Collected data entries
::::::

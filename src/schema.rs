//! Endpoint descriptors and body schemas
//!
//! Schemas arrive as loose JSON-Schema-like values and are turned into a
//! closed [`SchemaKind`] so validation and data generation can match on
//! the variant.

use indexmap::IndexMap;
use serde::{Deserialize, Serialize};
use serde_json::Value;
use tracing::warn;

use crate::http::HttpMethod;
use crate::process::Step;

/// Path used when a step has no endpoint at all
pub const UNKNOWN_PATH: &str = "/unknown";

#[derive(Debug, Clone, Default, PartialEq)]
pub struct StringRules {
    pub min_length: Option<usize>,
    pub max_length: Option<usize>,
    pub pattern: Option<String>,
    pub enum_values: Vec<String>,
    pub format: Option<String>,
}

#[derive(Debug, Clone, Default, PartialEq)]
pub struct NumberRules {
    pub minimum: Option<f64>,
    pub maximum: Option<f64>,
}

/// A body schema node
#[derive(Debug, Clone, PartialEq)]
pub enum SchemaKind {
    String(StringRules),
    Integer(NumberRules),
    Number(NumberRules),
    Boolean,
    Array {
        min_items: Option<usize>,
        max_items: Option<usize>,
        items: Option<Box<SchemaKind>>,
    },
    Object {
        properties: IndexMap<String, SchemaKind>,
        required: Vec<String>,
    },
    /// No `type` given; accepts anything
    Any,
}

fn as_usize(value: &Value, key: &str) -> Option<usize> {
    value.get(key).and_then(Value::as_u64).map(|n| n as usize)
}

fn as_f64(value: &Value, key: &str) -> Option<f64> {
    value.get(key).and_then(Value::as_f64)
}

fn string_list(value: &Value, key: &str) -> Vec<String> {
    value
        .get(key)
        .and_then(Value::as_array)
        .map(|items| {
            items
                .iter()
                .map(|v| match v {
                    Value::String(s) => s.clone(),
                    other => other.to_string(),
                })
                .collect()
        })
        .unwrap_or_default()
}

impl SchemaKind {
    /// Parse a schema value; `null` and `{}` mean "no contract"
    pub fn from_value(value: &Value) -> Option<Self> {
        match value {
            Value::Object(map) if map.is_empty() => None,
            Value::Object(_) => Some(Self::parse_node(value)),
            _ => None,
        }
    }

    fn parse_node(value: &Value) -> Self {
        let declared = value.get("type").and_then(Value::as_str);
        let kind = match declared {
            Some(t) => t,
            None if value.get("properties").is_some() => "object",
            None if value.get("items").is_some() => "array",
            None => return SchemaKind::Any,
        };

        match kind {
            "string" => SchemaKind::String(StringRules {
                min_length: as_usize(value, "minLength"),
                max_length: as_usize(value, "maxLength"),
                pattern: value.get("pattern").and_then(Value::as_str).map(str::to_string),
                enum_values: string_list(value, "enum"),
                format: value.get("format").and_then(Value::as_str).map(str::to_string),
            }),
            "integer" => SchemaKind::Integer(NumberRules {
                minimum: as_f64(value, "minimum"),
                maximum: as_f64(value, "maximum"),
            }),
            "number" => SchemaKind::Number(NumberRules {
                minimum: as_f64(value, "minimum"),
                maximum: as_f64(value, "maximum"),
            }),
            "boolean" => SchemaKind::Boolean,
            "array" => SchemaKind::Array {
                min_items: as_usize(value, "minItems"),
                max_items: as_usize(value, "maxItems"),
                items: value
                    .get("items")
                    .filter(|v| v.is_object())
                    .map(|v| Box::new(Self::parse_node(v))),
            },
            "object" => {
                let properties = value
                    .get("properties")
                    .and_then(Value::as_object)
                    .map(|props| {
                        props
                            .iter()
                            .map(|(name, schema)| (name.clone(), Self::parse_node(schema)))
                            .collect()
                    })
                    .unwrap_or_default();
                SchemaKind::Object {
                    properties,
                    required: string_list(value, "required"),
                }
            }
            other => {
                warn!(schema_type = other, "Unknown schema type, accepting any value");
                SchemaKind::Any
            }
        }
    }

    /// Type name used in validation messages
    pub fn type_name(&self) -> &'static str {
        match self {
            SchemaKind::String(_) => "string",
            SchemaKind::Integer(_) => "integer",
            SchemaKind::Number(_) => "number",
            SchemaKind::Boolean => "boolean",
            SchemaKind::Array { .. } => "array",
            SchemaKind::Object { .. } => "object",
            SchemaKind::Any => "any",
        }
    }
}

/// What a step's HTTP call looks like
#[derive(Debug, Clone, PartialEq, Serialize, Deserialize)]
#[serde(rename_all = "camelCase")]
pub struct EndpointDescriptor {
    #[serde(default)]
    pub path: String,
    #[serde(default = "default_method")]
    pub method: HttpMethod,
    #[serde(default)]
    pub operation_id: Option<String>,
    #[serde(default)]
    pub summary: Option<String>,
    #[serde(default)]
    pub description: Option<String>,
    #[serde(default)]
    pub request_schema: Value,
    #[serde(default)]
    pub response_schema: Value,
    #[serde(default)]
    pub required_fields: Vec<String>,
}

fn default_method() -> HttpMethod {
    HttpMethod::Get
}

impl EndpointDescriptor {
    /// Minimal descriptor: no schemas, no required fields
    pub fn minimal(path: impl Into<String>, method: HttpMethod) -> Self {
        Self {
            path: path.into(),
            method,
            operation_id: None,
            summary: None,
            description: None,
            request_schema: Value::Null,
            response_schema: Value::Null,
            required_fields: Vec::new(),
        }
    }

    /// Descriptor for a step, from its attached `api.spec` blob when it parses
    pub fn from_step(step: &Step) -> Self {
        let path = step.endpoint.clone().unwrap_or_else(|| UNKNOWN_PATH.to_string());
        let method = step.method.unwrap_or(HttpMethod::Get);

        let Some(blob) = step.schema.as_deref().filter(|s| !s.trim().is_empty()) else {
            return Self::minimal(path, method);
        };

        match serde_json::from_str::<EndpointDescriptor>(blob) {
            Ok(mut descriptor) => {
                if descriptor.path.is_empty() {
                    descriptor.path = path;
                }
                descriptor
            }
            Err(e) => {
                warn!(step = %step.id, error = %e, "Unreadable api.spec, using minimal descriptor");
                Self::minimal(path, method)
            }
        }
    }

    pub fn request_kind(&self) -> Option<SchemaKind> {
        SchemaKind::from_value(&self.request_schema)
    }

    pub fn response_kind(&self) -> Option<SchemaKind> {
        SchemaKind::from_value(&self.response_schema)
    }
}
//! CLI argument parsing

pub mod args;

pub use args::{parse_var, Args, LogFormat, SecretString};
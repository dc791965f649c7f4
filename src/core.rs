use std::path::Path;
use std::sync::Arc;
use std::time::Duration;

use clap::Parser;
use serde_json::Map;
use tracing::{debug, info};

use crate::auth::{AuthStepMatcher, CredentialProvider};
use crate::cli::Args;
use crate::config::{Config, EnvVars};
use crate::errors::FlowpulseError;
use crate::http::{build_client, TlsOptions};
use crate::logging;
use crate::mapping::EndpointResolver;
use crate::output::Painter;
use crate::pipeline::{
    format_execution_json, format_execution_results, format_plan, ExecutionEngine, ExecutionMode,
    OverrideTable,
};
use crate::process::{bpmn, detect_dialect, parse_process, sequence, Dialect, ProcessDefinition};
use crate::status::ExitStatus;
use crate::testdata::SchemaDataGenerator;

/// Main entry point for the CLI.
///
/// Parses arguments, sets up logging and drives [`program`] on a tokio runtime.
pub fn run(args: Vec<String>) -> ExitStatus {
    let parsed = match Args::try_parse_from(&args) {
        Ok(args) => args,
        Err(e) => {
            e.print().ok();
            return if e.kind() == clap::error::ErrorKind::DisplayHelp
                || e.kind() == clap::error::ErrorKind::DisplayVersion
            {
                ExitStatus::Success
            } else {
                ExitStatus::Error
            };
        }
    };

    logging::init(parsed.verbose, parsed.log_format);

    let runtime = match tokio::runtime::Builder::new_multi_thread().enable_all().build() {
        Ok(runtime) => runtime,
        Err(e) => return handle_error(FlowpulseError::Io(e)),
    };

    match runtime.block_on(program(parsed)) {
        Ok(status) => status,
        Err(e) => handle_error(e),
    }
}

pub async fn program(args: Args) -> Result<ExitStatus, FlowpulseError> {
    let config = load_config(&args)?;
    let process = load_process(&args)?;
    info!(process = %process.name(), steps = process.len(), "Parsed diagram");

    let timeout = match args.timeout {
        Some(secs) if secs.is_finite() && secs > 0.0 => Duration::from_secs_f64(secs),
        Some(secs) => {
            return Err(FlowpulseError::Argument(format!("Invalid timeout: {}", secs)));
        }
        None => config.timeout()?,
    };
    let base_url = config.base_url_for(args.mode).map(str::to_string);
    let painter = Painter::for_stdout();

    if args.validate || args.dry_run {
        let client = build_client(timeout, &TlsOptions::default())?;
        let engine = configure(ExecutionEngine::new(client, base_url.clone().unwrap_or_default()), &config)?;
        let plan = engine.plan(&process);
        let shown_base = if args.dry_run {
            Some(base_url.as_deref().unwrap_or(""))
        } else {
            None
        };
        print!("{}", format_plan(&process, &plan, shown_base, painter));
        return Ok(ExitStatus::Success);
    }

    let base_url = base_url.ok_or_else(|| {
        FlowpulseError::Config(format!(
            "No base URL configured for {} mode (use --base-url or FLOWPULSE_BASE_URL)",
            args.mode
        ))
    })?;

    let tls = match args.mode {
        ExecutionMode::Gost => config.tls_options(),
        ExecutionMode::Standard => TlsOptions::default(),
    };
    let client = build_client(timeout, &tls)?;

    let mut engine = configure(ExecutionEngine::new(client, base_url), &config)?
        .with_mode(args.mode)
        .with_timeout(timeout);

    if let Some(credentials) = config.credential_config() {
        let token_client = build_client(timeout, &TlsOptions::default())?;
        engine = engine.with_credentials(Arc::new(CredentialProvider::new(credentials, token_client)));
    } else {
        debug!("No token URL configured, auth steps will fail");
    }

    if args.generate_data {
        engine = engine.with_data_source(Arc::new(SchemaDataGenerator::new()));
    }

    let initial: Map<String, serde_json::Value> = args.vars.iter().cloned().collect();
    let execution = engine.execute(&process, initial).await;

    if args.json {
        print!("{}", format_execution_json(&execution));
    } else {
        print!("{}", format_execution_results(&execution, painter));
    }

    Ok(ExitStatus::from_execution(execution.status))
}

/// File config, then `.env` / environment, then CLI flags
fn load_config(args: &Args) -> Result<Config, FlowpulseError> {
    let env = EnvVars::load_default()?;
    let mut config = Config::load(args.config.as_deref())?;
    config.apply_env(&env);

    if let Some(ref url) = args.base_url {
        match args.mode {
            ExecutionMode::Standard => config.api.base_url = Some(url.clone()),
            ExecutionMode::Gost => config.api.gost_base_url = Some(url.clone()),
        }
    }
    if let Some(ref url) = args.auth_url {
        config.auth.token_url = Some(url.clone());
    }
    if let Some(ref id) = args.client_id {
        config.auth.client_id = Some(id.clone());
    }
    if let Some(ref secret) = args.client_secret {
        config.auth.client_secret = Some(secret.as_str().to_string());
    }

    Ok(config)
}

fn load_process(args: &Args) -> Result<ProcessDefinition, FlowpulseError> {
    let text = std::fs::read_to_string(&args.diagram).map_err(|e| {
        FlowpulseError::Argument(format!("Cannot read diagram {}: {}", args.diagram.display(), e))
    })?;

    let dialect = match args.dialect {
        Dialect::Auto => detect_dialect(&text),
        other => other,
    };
    debug!(?dialect, path = %args.diagram.display(), "Parsing diagram");

    let process = parse_process(&text, args.name.as_deref(), dialect)?;
    if args.name.is_some() {
        return Ok(process);
    }

    let fallback = match dialect {
        Dialect::Bpmn => bpmn::DEFAULT_NAME,
        _ => sequence::DEFAULT_NAME,
    };
    match file_stem(&args.diagram) {
        Some(stem) if process.name() == fallback => Ok(process.renamed(stem)),
        _ => Ok(process),
    }
}

fn file_stem(path: &Path) -> Option<String> {
    path.file_stem()
        .map(|s| s.to_string_lossy().to_string())
        .filter(|s| !s.is_empty())
}

/// Shared engine wiring for planning and execution
fn configure(engine: ExecutionEngine, config: &Config) -> Result<ExecutionEngine, FlowpulseError> {
    let resolver = EndpointResolver::from_mappings(&config.mappings)?;
    let overrides = OverrideTable::new(config.overrides.clone())?;
    let matcher = AuthStepMatcher::new(
        config.auth.endpoint_patterns.clone(),
        config.auth.name_patterns.clone(),
    );

    Ok(engine
        .with_resolver(Arc::new(resolver))
        .with_overrides(overrides)
        .with_auth_matcher(matcher)
        .with_extract_fields(config.extract.fields.clone()))
}

fn handle_error(error: FlowpulseError) -> ExitStatus {
    eprintln!("Error: {}", error);
    ExitStatus::Error
}
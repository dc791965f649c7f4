//! Process definition and step types produced by the parsers

use serde::Serialize;
use crate::http::HttpMethod;

/// Kind of work a step represents
#[derive(Debug, Clone, Copy, PartialEq, Eq, Serialize)]
#[serde(rename_all = "SCREAMING_SNAKE_CASE")]
pub enum StepKind {
    ServiceCall,
}

/// One API call (or non-API marker) in a process
#[derive(Debug, Clone, PartialEq, Serialize)]
pub struct Step {
    /// Stable identifier (BPMN element id, or `step_<n>` for arrow diagrams)
    pub id: String,
    /// Display name
    pub name: String,
    /// Position in the process, 0-based and gapless
    pub order: usize,
    pub kind: StepKind,
    pub method: Option<HttpMethod>,
    /// Endpoint path template, may contain `{name}` placeholders
    pub endpoint: Option<String>,
    /// Inline endpoint descriptor blob (`api.spec`)
    pub schema: Option<String>,
}

impl Step {
    pub fn new(id: impl Into<String>, name: impl Into<String>) -> Self {
        Self {
            id: id.into(),
            name: name.into(),
            order: 0,
            kind: StepKind::ServiceCall,
            method: None,
            endpoint: None,
            schema: None,
        }
    }

    pub fn with_call(mut self, method: HttpMethod, endpoint: impl Into<String>) -> Self {
        self.method = Some(method);
        self.endpoint = Some(endpoint.into());
        self
    }

    /// Whether the step carries anything that can be turned into an HTTP call
    pub fn is_api_call(&self) -> bool {
        self.method.is_some() || self.endpoint.is_some()
    }
}

/// An ordered list of steps derived from a diagram
///
/// Immutable once built: steps are only handed out by reference.
#[derive(Debug, Clone, PartialEq, Serialize)]
pub struct ProcessDefinition {
    name: String,
    description: Option<String>,
    #[serde(skip)]
    source: String,
    steps: Vec<Step>,
}

impl ProcessDefinition {
    /// Build a definition, reassigning step order as 0..N-1 in the given sequence
    pub fn new(
        name: impl Into<String>,
        description: Option<String>,
        source: impl Into<String>,
        mut steps: Vec<Step>,
    ) -> Self {
        for (i, step) in steps.iter_mut().enumerate() {
            step.order = i;
        }
        Self {
            name: name.into(),
            description,
            source: source.into(),
            steps,
        }
    }

    pub fn name(&self) -> &str {
        &self.name
    }

    /// Same definition under another name
    pub fn renamed(self, name: impl Into<String>) -> Self {
        Self { name: name.into(), ..self }
    }

    pub fn description(&self) -> Option<&str> {
        self.description.as_deref()
    }

    /// Raw diagram text the definition was parsed from
    pub fn source(&self) -> &str {
        &self.source
    }

    pub fn steps(&self) -> &[Step] {
        &self.steps
    }

    pub fn len(&self) -> usize {
        self.steps.len()
    }

    pub fn is_empty(&self) -> bool {
        self.steps.is_empty()
    }
}
//! Response validation against an endpoint's response schema
//!
//! Violations accumulate; nothing here fails fast.

use regex::Regex;
use serde_json::Value;
use tracing::warn;

use crate::schema::{EndpointDescriptor, NumberRules, SchemaKind, StringRules};

fn json_type(value: &Value) -> &'static str {
    match value {
        Value::Null => "null",
        Value::Bool(_) => "boolean",
        Value::Number(n) if n.is_f64() => "number",
        Value::Number(_) => "integer",
        Value::String(_) => "string",
        Value::Array(_) => "array",
        Value::Object(_) => "object",
    }
}

fn child_path(parent: &str, field: &str) -> String {
    if parent.is_empty() {
        field.to_string()
    } else {
        format!("{}.{}", parent, field)
    }
}

/// Validate a response status and body, returning every violation found
///
/// A body is only parsed when the descriptor declares a response schema.
pub fn validate_response(status: u16, body: &str, descriptor: &EndpointDescriptor) -> Vec<String> {
    let mut errors = Vec::new();

    if !(200..300).contains(&status) {
        errors.push(format!("Expected 2xx status, got: {}", status));
    }

    if let Some(schema) = descriptor.response_kind() {
        if body.trim().is_empty() {
            errors.push("Expected response body but got empty response".to_string());
        } else {
            match serde_json::from_str::<Value>(body) {
                Ok(json) => validate_root(&json, &schema, &mut errors),
                Err(e) => errors.push(format!("Invalid JSON response: {}", e)),
            }
        }
    }

    if !errors.is_empty() {
        warn!(
            method = %descriptor.method,
            path = %descriptor.path,
            errors = ?errors,
            "Response validation failed"
        );
    }
    errors
}

/// Validate a parsed value against a schema, starting at the document root
pub fn validate_value(value: &Value, schema: &SchemaKind) -> Vec<String> {
    let mut errors = Vec::new();
    validate_root(value, schema, &mut errors);
    errors
}

fn validate_root(value: &Value, schema: &SchemaKind, errors: &mut Vec<String>) {
    match schema {
        SchemaKind::Object { .. } => validate_field(value, schema, "", errors),
        _ => validate_field(value, schema, "response", errors),
    }
}

fn validate_field(value: &Value, schema: &SchemaKind, path: &str, errors: &mut Vec<String>) {
    let type_error = |errors: &mut Vec<String>| {
        let label = if path.is_empty() { "response" } else { path };
        errors.push(format!(
            "{}: expected {}, got {}",
            label,
            schema.type_name(),
            json_type(value)
        ));
    };

    match schema {
        SchemaKind::Any => {}
        SchemaKind::String(rules) => match value.as_str() {
            Some(s) => check_string(s, rules, path, errors),
            None => type_error(errors),
        },
        SchemaKind::Integer(rules) => {
            if value.is_i64() || value.is_u64() {
                check_number(value, rules, path, errors);
            } else {
                type_error(errors);
            }
        }
        SchemaKind::Number(rules) => {
            if value.is_number() {
                check_number(value, rules, path, errors);
            } else {
                type_error(errors);
            }
        }
        SchemaKind::Boolean => {
            if !value.is_boolean() {
                type_error(errors);
            }
        }
        SchemaKind::Array { min_items, max_items, items } => match value.as_array() {
            Some(array) => {
                if let Some(min) = min_items {
                    if array.len() < *min {
                        errors.push(format!("{}: array size {} < minimum {}", path, array.len(), min));
                    }
                }
                if let Some(max) = max_items {
                    if array.len() > *max {
                        errors.push(format!("{}: array size {} > maximum {}", path, array.len(), max));
                    }
                }
                if let Some(item_schema) = items {
                    for (i, item) in array.iter().enumerate() {
                        validate_field(item, item_schema, &format!("{}[{}]", path, i), errors);
                    }
                }
            }
            None => type_error(errors),
        },
        SchemaKind::Object { properties, required } => match value.as_object() {
            Some(object) => {
                for field in required {
                    if !object.contains_key(field) {
                        errors.push(format!("Required field missing: {}", child_path(path, field)));
                    }
                }
                for (name, field_schema) in properties {
                    if let Some(field_value) = object.get(name) {
                        validate_field(field_value, field_schema, &child_path(path, name), errors);
                    }
                }
            }
            None => type_error(errors),
        },
    }
}

fn check_string(s: &str, rules: &StringRules, path: &str, errors: &mut Vec<String>) {
    let len = s.chars().count();
    if let Some(min) = rules.min_length {
        if len < min {
            errors.push(format!("{}: length {} < minimum {}", path, len, min));
        }
    }
    if let Some(max) = rules.max_length {
        if len > max {
            errors.push(format!("{}: length {} > maximum {}", path, len, max));
        }
    }
    if let Some(pattern) = rules.pattern.as_deref() {
        match Regex::new(&format!("^(?:{})$", pattern)) {
            Ok(re) if !re.is_match(s) => {
                errors.push(format!("{}: value does not match pattern {}", path, pattern));
            }
            Ok(_) => {}
            Err(_) => errors.push(format!("{}: invalid pattern {}", path, pattern)),
        }
    }
    if !rules.enum_values.is_empty() && !rules.enum_values.iter().any(|v| v == s) {
        errors.push(format!(
            "{}: value not in allowed values [{}]",
            path,
            rules.enum_values.join(", ")
        ));
    }
}

fn check_number(value: &Value, rules: &NumberRules, path: &str, errors: &mut Vec<String>) {
    let Some(n) = value.as_f64() else {
        return;
    };
    if let Some(min) = rules.minimum {
        if n < min {
            errors.push(format!("{}: value {} < minimum {}", path, value, min));
        }
    }
    if let Some(max) = rules.maximum {
        if n > max {
            errors.push(format!("{}: value {} > maximum {}", path, value, max));
        }
    }
}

::::::

From the data above, output only the lines between the line containing "use crate::logging;" and the line containing "e.print().ok();", inclusive, exactly as written.

→ **RESULT FOR THIS TASK**:
use crate::logging;
use crate::mapping::EndpointResolver;
use crate::output::Painter;
use crate::pipeline::{
    format_execution_json, format_execution_results, format_plan, ExecutionEngine, ExecutionMode,
    OverrideTable,
};
use crate::process::{bpmn, detect_dialect, parse_process, sequence, Dialect, ProcessDefinition};
use crate::status::ExitStatus;
use crate::testdata::SchemaDataGenerator;

/// Main entry point for the CLI.
///
/// Parses arguments, sets up logging and drives [`program`] on a tokio runtime.
pub fn run(args: Vec<String>) -> ExitStatus {
    let parsed = match Args::try_parse_from(&args) {
        Ok(args) => args,
        Err(e) => {
            e.print().ok();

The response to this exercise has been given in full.